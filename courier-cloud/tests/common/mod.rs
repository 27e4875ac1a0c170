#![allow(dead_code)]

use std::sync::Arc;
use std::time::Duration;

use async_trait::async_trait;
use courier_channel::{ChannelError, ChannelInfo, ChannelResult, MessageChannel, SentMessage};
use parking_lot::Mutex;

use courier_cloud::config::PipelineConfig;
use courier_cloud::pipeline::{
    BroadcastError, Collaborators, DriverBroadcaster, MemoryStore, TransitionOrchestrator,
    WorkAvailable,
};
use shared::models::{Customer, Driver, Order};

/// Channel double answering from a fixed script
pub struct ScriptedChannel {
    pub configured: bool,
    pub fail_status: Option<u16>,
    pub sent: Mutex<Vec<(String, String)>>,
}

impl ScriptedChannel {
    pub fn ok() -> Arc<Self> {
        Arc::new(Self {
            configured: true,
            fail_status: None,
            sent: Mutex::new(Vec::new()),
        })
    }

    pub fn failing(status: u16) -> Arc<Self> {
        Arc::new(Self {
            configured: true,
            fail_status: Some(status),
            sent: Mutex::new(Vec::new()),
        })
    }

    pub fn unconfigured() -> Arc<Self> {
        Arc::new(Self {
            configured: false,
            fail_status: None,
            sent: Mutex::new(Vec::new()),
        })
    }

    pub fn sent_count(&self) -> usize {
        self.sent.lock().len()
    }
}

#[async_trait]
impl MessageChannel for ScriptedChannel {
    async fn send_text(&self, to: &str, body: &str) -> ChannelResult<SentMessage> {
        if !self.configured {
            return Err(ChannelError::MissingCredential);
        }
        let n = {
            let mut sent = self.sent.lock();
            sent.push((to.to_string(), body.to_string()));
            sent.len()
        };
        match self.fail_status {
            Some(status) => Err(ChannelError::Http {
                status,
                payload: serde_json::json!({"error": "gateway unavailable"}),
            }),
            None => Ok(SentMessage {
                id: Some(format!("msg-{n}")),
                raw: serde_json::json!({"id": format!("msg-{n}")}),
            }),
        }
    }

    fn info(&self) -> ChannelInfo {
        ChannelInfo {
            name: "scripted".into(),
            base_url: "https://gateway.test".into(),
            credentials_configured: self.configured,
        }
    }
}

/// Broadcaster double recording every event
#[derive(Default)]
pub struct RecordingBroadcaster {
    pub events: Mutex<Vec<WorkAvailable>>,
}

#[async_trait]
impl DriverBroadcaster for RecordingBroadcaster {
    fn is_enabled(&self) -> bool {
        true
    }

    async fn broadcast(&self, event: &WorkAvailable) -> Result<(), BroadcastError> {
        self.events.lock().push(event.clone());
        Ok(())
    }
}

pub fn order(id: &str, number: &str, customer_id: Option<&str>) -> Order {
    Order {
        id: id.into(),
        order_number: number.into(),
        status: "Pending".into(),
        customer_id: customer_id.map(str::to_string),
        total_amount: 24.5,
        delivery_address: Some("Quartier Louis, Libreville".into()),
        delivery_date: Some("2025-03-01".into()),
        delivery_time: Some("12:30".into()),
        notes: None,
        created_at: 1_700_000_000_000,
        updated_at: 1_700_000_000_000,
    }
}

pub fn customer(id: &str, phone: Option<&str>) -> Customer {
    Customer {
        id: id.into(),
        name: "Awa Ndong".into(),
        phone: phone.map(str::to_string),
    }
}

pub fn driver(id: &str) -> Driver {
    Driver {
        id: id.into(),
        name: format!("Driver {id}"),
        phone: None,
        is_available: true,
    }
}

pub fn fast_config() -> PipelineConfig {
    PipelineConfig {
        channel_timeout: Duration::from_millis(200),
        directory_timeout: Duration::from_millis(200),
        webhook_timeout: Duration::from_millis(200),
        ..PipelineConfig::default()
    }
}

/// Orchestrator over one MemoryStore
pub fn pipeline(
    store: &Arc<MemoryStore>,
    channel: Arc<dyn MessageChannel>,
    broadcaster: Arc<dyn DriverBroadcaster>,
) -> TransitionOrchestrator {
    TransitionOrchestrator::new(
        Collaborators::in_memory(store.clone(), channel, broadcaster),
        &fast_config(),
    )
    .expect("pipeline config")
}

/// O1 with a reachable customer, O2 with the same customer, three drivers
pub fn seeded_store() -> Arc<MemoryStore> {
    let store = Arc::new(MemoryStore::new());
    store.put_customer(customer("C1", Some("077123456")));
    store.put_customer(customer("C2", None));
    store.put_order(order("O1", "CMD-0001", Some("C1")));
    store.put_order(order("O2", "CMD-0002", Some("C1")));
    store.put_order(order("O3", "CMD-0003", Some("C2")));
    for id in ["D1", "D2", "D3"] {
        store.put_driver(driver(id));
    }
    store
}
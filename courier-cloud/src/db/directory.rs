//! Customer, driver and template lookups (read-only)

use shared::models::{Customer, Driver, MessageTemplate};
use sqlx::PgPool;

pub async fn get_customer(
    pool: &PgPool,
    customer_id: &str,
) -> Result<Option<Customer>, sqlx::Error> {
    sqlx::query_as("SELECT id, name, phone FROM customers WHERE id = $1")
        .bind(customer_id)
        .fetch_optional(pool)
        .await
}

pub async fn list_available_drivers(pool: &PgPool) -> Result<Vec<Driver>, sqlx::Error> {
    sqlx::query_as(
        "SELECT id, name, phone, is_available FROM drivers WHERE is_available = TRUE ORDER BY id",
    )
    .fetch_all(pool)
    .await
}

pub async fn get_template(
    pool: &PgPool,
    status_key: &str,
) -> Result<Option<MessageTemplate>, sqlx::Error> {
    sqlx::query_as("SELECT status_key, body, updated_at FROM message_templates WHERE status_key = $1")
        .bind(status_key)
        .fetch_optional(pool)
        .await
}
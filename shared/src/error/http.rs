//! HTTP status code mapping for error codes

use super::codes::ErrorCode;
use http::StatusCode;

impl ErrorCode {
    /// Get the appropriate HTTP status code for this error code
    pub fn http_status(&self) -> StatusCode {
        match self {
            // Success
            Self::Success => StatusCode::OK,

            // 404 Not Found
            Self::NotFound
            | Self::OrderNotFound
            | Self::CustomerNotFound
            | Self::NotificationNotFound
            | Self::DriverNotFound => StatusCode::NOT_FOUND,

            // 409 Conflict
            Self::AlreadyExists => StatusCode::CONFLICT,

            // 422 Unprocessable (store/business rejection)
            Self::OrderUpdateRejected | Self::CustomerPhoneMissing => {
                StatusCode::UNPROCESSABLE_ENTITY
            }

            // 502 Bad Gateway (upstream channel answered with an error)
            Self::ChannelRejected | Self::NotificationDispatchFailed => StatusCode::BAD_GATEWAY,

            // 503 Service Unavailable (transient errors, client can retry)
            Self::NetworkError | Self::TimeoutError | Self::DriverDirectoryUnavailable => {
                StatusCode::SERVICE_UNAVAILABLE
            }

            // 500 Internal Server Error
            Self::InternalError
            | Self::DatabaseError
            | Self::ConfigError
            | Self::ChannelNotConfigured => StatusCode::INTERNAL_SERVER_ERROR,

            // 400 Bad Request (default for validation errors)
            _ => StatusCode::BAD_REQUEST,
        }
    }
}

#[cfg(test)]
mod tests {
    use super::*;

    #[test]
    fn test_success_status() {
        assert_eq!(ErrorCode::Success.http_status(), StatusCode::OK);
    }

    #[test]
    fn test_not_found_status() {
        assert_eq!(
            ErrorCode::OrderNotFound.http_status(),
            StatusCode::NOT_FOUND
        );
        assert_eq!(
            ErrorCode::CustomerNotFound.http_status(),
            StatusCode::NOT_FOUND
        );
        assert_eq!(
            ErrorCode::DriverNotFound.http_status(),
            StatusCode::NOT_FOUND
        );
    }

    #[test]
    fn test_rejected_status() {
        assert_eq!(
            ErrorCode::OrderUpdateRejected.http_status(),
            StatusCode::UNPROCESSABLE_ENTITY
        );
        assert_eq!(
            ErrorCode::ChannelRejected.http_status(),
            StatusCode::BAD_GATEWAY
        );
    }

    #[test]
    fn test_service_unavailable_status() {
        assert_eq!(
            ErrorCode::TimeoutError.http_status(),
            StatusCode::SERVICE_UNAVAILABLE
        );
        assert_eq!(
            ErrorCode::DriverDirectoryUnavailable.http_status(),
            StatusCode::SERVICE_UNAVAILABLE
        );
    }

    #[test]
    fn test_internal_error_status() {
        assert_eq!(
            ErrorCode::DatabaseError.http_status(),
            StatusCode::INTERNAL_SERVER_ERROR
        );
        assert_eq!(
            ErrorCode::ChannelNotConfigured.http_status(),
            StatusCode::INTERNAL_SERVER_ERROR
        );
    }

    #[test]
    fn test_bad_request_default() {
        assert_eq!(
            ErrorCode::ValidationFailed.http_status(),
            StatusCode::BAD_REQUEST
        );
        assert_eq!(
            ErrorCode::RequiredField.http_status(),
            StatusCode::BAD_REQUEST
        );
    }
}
- - -
* PROBLEM TO WORK ON *
Go line by line through the data and copy any that contain "clone".

* THE ANSWER *
        self.events.lock().push(event.clone());
        Collaborators::in_memory(store.clone(), channel, broadcaster),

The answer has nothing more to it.